Los monos capuchinos, así como muchas aves, y mamífros se alimentan a partir de las piñas (Ananas sativa), cultivo introducido en las zonas altas del bosque xerófito del norte del Edo. Lara. Inclusive, los monos llegan a destruir toda la planta de piña en busca de la humedad y nutrientes de la corteza del vegetal.
Los vegetales se alimentan a partir de la energía radiante del sol, gracias a su capacidad de procesar esa energía al realizar la fotosíntesis, consumir parte de ese alimento procesado y almacenar reservas suficientes para los tiempos de escasez, las cuales son aprovechadas por los organismos herbivoristas o consumidores primarios, que acumulan esa energía en sus cuerpos, algunos de los cuales son devorados por los consumidores secundarios, luego, estos últimos pasan a ser fuente de alimento de otros consumidores, hasta que finalmente, el último consumidor de la cadena, sin enemigos naturales, muere por causas no definidas, pasando a formar parte del sustrato, donde es desintegrado por los organismos microscópicos y hongos saprofitas, cediendo parte de su energía al medio ambiente.

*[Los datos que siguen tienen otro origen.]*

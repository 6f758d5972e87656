//! Schema Validator: the response contract for every kind of model output.
//!
//! Schemas are compiled once, when the [`SchemaRegistry`] is built at startup,
//! and shared read-only across requests afterwards.

use anyhow::{anyhow, Result};
use contracts::{RerollSection, Violation, Weekday};
use jsonschema::{Draft, JSONSchema};
use serde_json::{json, Map, Value};

/// The kinds of document the model is asked to produce.
#[derive(Debug, Clone, Copy, PartialEq, Eq, Hash)]
pub enum ResponseKind {
    Plan,
    PrepPack,
    Reroll(RerollSection),
}

impl ResponseKind {
    /// Human-readable name used in error messages.
    pub fn subject(&self) -> &'static str {
        match self {
            ResponseKind::Plan => "Plan",
            ResponseKind::PrepPack => "Prep pack",
            ResponseKind::Reroll(RerollSection::TimeBlocks) => "Time blocks section",
            ResponseKind::Reroll(RerollSection::Resources) => "Resources section",
            ResponseKind::Reroll(RerollSection::DailyTasks) => "Daily tasks section",
        }
    }
}

/// Compiled validators, one per [`ResponseKind`].
pub struct SchemaRegistry {
    plan: JSONSchema,
    prep: JSONSchema,
    time_blocks: JSONSchema,
    resources: JSONSchema,
    daily_tasks: JSONSchema,
}

impl SchemaRegistry {
    pub fn compile() -> Result<Self> {
        Ok(Self {
            plan: compile_schema("Plan", &plan_schema())?,
            prep: compile_schema("PrepPack", &prep_schema())?,
            time_blocks: compile_schema(
                "timeBlocks",
                &section_schema("timeBlocks", day_map(time_block_schema())),
            )?,
            resources: compile_schema(
                "resources",
                &section_schema("resources", resources_schema()),
            )?,
            daily_tasks: compile_schema(
                "dailyTasks",
                &section_schema("dailyTasks", day_map(non_empty_string())),
            )?,
        })
    }

    /// Validates `instance` and returns every violation, not just the first.
    pub fn validate(&self, kind: ResponseKind, instance: &Value) -> Result<(), Vec<Violation>> {
        let schema = match kind {
            ResponseKind::Plan => &self.plan,
            ResponseKind::PrepPack => &self.prep,
            ResponseKind::Reroll(RerollSection::TimeBlocks) => &self.time_blocks,
            ResponseKind::Reroll(RerollSection::Resources) => &self.resources,
            ResponseKind::Reroll(RerollSection::DailyTasks) => &self.daily_tasks,
        };

        match schema.validate(instance) {
            Ok(()) => Ok(()),
            Err(errors) => Err(errors
                .map(|e| {
                    let path = e.instance_path.to_string();
                    let path = if path.is_empty() { "/".to_string() } else { path };
                    Violation::new(path, e.to_string())
                })
                .collect()),
        }
    }
}

fn compile_schema(name: &str, schema: &Value) -> Result<JSONSchema> {
    JSONSchema::options()
        .with_draft(Draft::Draft7)
        .compile(schema)
        .map_err(|e| anyhow!("Failed to compile {name} schema: {e}"))
}

// ────────────────────────────────────────────────────────────────────────────
// Schema documents
// ────────────────────────────────────────────────────────────────────────────

fn non_empty_string() -> Value {
    json!({ "type": "string", "minLength": 1 })
}

fn string_list() -> Value {
    json!({ "type": "array", "items": non_empty_string() })
}

fn time_block_schema() -> Value {
    json!({
        "type": "object",
        "required": ["label", "hours"],
        "additionalProperties": false,
        "properties": {
            "label": non_empty_string(),
            "hours": { "type": "number", "exclusiveMinimum": 0 }
        }
    })
}

fn resources_schema() -> Value {
    json!({
        "type": "array",
        "items": {
            "type": "object",
            "required": ["title", "url"],
            "additionalProperties": false,
            "properties": {
                "title": non_empty_string(),
                "url": { "type": "string", "format": "uri", "pattern": "^https?://" }
            }
        }
    })
}

/// Object keyed by weekday; any other key is rejected.
fn day_map(item: Value) -> Value {
    let properties: Map<String, Value> = Weekday::ALL
        .iter()
        .map(|day| {
            (
                day.as_str().to_string(),
                json!({ "type": "array", "items": item.clone() }),
            )
        })
        .collect();

    json!({
        "type": "object",
        "additionalProperties": false,
        "properties": properties
    })
}

fn strict_object(required: &[&str], properties: Value) -> Value {
    json!({
        "$schema": "http://json-schema.org/draft-07/schema#",
        "type": "object",
        "required": required,
        "additionalProperties": false,
        "properties": properties
    })
}

fn plan_schema() -> Value {
    strict_object(
        &["weekOf", "timeBlocks", "dailyTasks", "milestones", "resources"],
        json!({
            "weekOf": {
                "type": "string",
                "format": "date",
                "pattern": "^[0-9]{4}-[0-9]{2}-[0-9]{2}$"
            },
            "timeBlocks": day_map(time_block_schema()),
            "dailyTasks": day_map(non_empty_string()),
            "milestones": string_list(),
            "resources": resources_schema()
        }),
    )
}

fn prep_schema() -> Value {
    strict_object(
        &["outline", "drills", "starterQuestions", "resources"],
        json!({
            "outline": {
                "type": "array",
                "items": {
                    "type": "object",
                    "required": ["name", "items"],
                    "additionalProperties": false,
                    "properties": {
                        "name": non_empty_string(),
                        "items": string_list()
                    }
                }
            },
            "drills": day_map(non_empty_string()),
            "starterQuestions": string_list(),
            "resources": resources_schema()
        }),
    )
}

fn section_schema(key: &str, body: Value) -> Value {
    let mut properties = Map::new();
    properties.insert(key.to_string(), body);
    strict_object(&[key], Value::Object(properties))
}

#[cfg(test)]
mod tests {
    use super::*;

    fn registry() -> SchemaRegistry {
        SchemaRegistry::compile().unwrap()
    }

    fn valid_plan() -> Value {
        json!({
            "weekOf": "2026-10-19",
            "timeBlocks": {
                "Mon": [{"label": "Mock interview", "hours": 1.0}, {"label": "Reading", "hours": 1.0}],
                "Wed": []
            },
            "dailyTasks": { "Mon": ["Review notes"] },
            "milestones": ["Two mock interviews"],
            "resources": [{"title": "Rust book", "url": "https://doc.rust-lang.org/book/"}]
        })
    }

    fn paths(violations: &[Violation]) -> Vec<&str> {
        violations.iter().map(|v| v.path.as_str()).collect()
    }

    #[test]
    fn test_valid_plan_passes() {
        assert!(registry().validate(ResponseKind::Plan, &valid_plan()).is_ok());
    }

    #[test]
    fn test_plan_violations_are_complete() {
        let mut plan = valid_plan();
        plan["weekOf"] = json!("next monday");
        plan["timeBlocks"]["Mon"][0]["hours"] = json!("two");
        plan["resources"][0]["url"] = json!("not a url");
        plan["mood"] = json!("optimistic");

        let violations = registry()
            .validate(ResponseKind::Plan, &plan)
            .unwrap_err();
        let paths = paths(&violations);

        assert!(paths.contains(&"/weekOf"), "{paths:?}");
        assert!(paths.contains(&"/timeBlocks/Mon/0/hours"), "{paths:?}");
        assert!(paths.contains(&"/resources/0/url"), "{paths:?}");
        assert!(paths.contains(&"/"), "unknown top-level field: {paths:?}");
    }

    #[test]
    fn test_plan_rejects_unknown_weekday_and_non_positive_hours() {
        let mut plan = valid_plan();
        plan["timeBlocks"]["Funday"] = json!([]);
        plan["timeBlocks"]["Mon"][1]["hours"] = json!(0);

        let violations = registry()
            .validate(ResponseKind::Plan, &plan)
            .unwrap_err();
        let paths = paths(&violations);
        assert!(paths.contains(&"/timeBlocks"), "{paths:?}");
        assert!(paths.contains(&"/timeBlocks/Mon/1/hours"), "{paths:?}");
    }

    #[test]
    fn test_plan_rejects_missing_fields() {
        let violations = registry()
            .validate(ResponseKind::Plan, &json!({ "weekOf": "2026-10-19" }))
            .unwrap_err();
        // timeBlocks, dailyTasks, milestones, resources
        assert_eq!(violations.len(), 4);
    }

    #[test]
    fn test_prep_pack_schema() {
        let prep = json!({
            "outline": [{"name": "Behavioral", "items": ["STAR stories"]}],
            "drills": {"Tue": ["Explain a past outage"]},
            "starterQuestions": ["Tell me about yourself"],
            "resources": []
        });
        assert!(registry().validate(ResponseKind::PrepPack, &prep).is_ok());

        let bad = json!({ "outline": [{"name": "Behavioral"}], "drills": {}, "starterQuestions": [], "resources": [] });
        let violations = registry()
            .validate(ResponseKind::PrepPack, &bad)
            .unwrap_err();
        assert_eq!(paths(&violations), vec!["/outline/0"]);
    }

    #[test]
    fn test_section_schema_accepts_only_its_key() {
        let registry = registry();
        let kind = ResponseKind::Reroll(RerollSection::Resources);

        let ok = json!({ "resources": [{"title": "Docs", "url": "http://example.com"}] });
        assert!(registry.validate(kind, &ok).is_ok());

        let extra = json!({ "resources": [], "milestones": [] });
        assert!(registry.validate(kind, &extra).is_err());

        let wrong = json!({ "dailyTasks": {} });
        assert!(registry.validate(kind, &wrong).is_err());
    }

    #[test]
    fn test_time_blocks_section() {
        let kind = ResponseKind::Reroll(RerollSection::TimeBlocks);
        let ok = json!({ "timeBlocks": { "Fri": [{"label": "Drills", "hours": 2}] } });
        assert!(registry().validate(kind, &ok).is_ok());

        let bad = json!({ "timeBlocks": { "Fri": [{"label": "Drills"}] } });
        assert!(registry().validate(kind, &bad).is_err());
    }
}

Aquí se cumple, cabalmente, el principio de conservación de la energía.
La luz solar juega un papel crucial en el desarrollo y mantenimiento de la vida. Los vegetals verdes, portadores de clorofila, evolucionaron para transformar esa energía radiante en energía química que almacenan en los alimentos en forma de PGA, que luego es convertida en ATP.
Una planta de parchita silvestre (Passiflora foetida) crece de manera frondosa, en un sector del Páramo El gallo, dentro de la montaña Mucuragua, al norte del Edo. Lara.
Detalle del fruto y semillas de la parchita silvestre, que aporta nutrientes y agua a las especies de fauna del bioma de bosque xerófito, del norte del Edo. Lara.
Los monos capuchinos, y los humanos, aprovechan los frutos como el de la parchita silvestre y muchos otros, para saciar sus necesidades nutricionales y de agua, en medio de las limitaciones alimentarias que se presentan en el bioma de bosque xerófito.
Muchos artrópodos como este cigarrón negro (Género Xylocopa), se alimentan a partir del nectar, polen y pétalos de las flores silvestres, como la de la parchita. Además, prestan un vital servicio de polinización, fundamental para la reproducción de los gametos sexuales del vegetal y por ende, la formación de semillas y perpetuación de la especie.
Considerando las características físicas, químicas y biológicas, del bosque xerófito, cuyos niveles de precipitación oscilan entre los 500 y 1000 milímetros de agua por año, una evapotranspiración superior a los 1500 milímetros al año y la fuerte exposición solar durante unas 8 horas diarias, que puede generar temperaturas ambientales de hasta 38° Celsius, unido a la escasez de fuentes naturales de agua, cursos de ríos, etc., los individuos herbivoristas y muchos consumidores del resto de las cadenas de alimento, cubren sus necesidades de hidratación consumiendo frutos que aportan suficiente agua, tales como las cactáceas, que acumulan agua y otros nutrientes en sus tallos y hojas crasas, la parchita silvestre (Passiflora foetida), que aporta humedad y nutrientes diversos, el yagrumo (Cecropia peltata, Familia Urticaceae), el mamón (Melicoccus bijugatus), cuyo fruto aporta muchos nutrientes, a través de su pulpa y semilla, entre muchas otras opciones vegetales que tienen su hábitat en el seno del bioma de bosque xerófito, sin olvidar los diversos cadáveres que quedan esparcidos en el sustrato y son devorados por muchos animales carroñeros, que incluyen artrópodos, gasterópodos, pequeños reptiles, aves y mamíferos.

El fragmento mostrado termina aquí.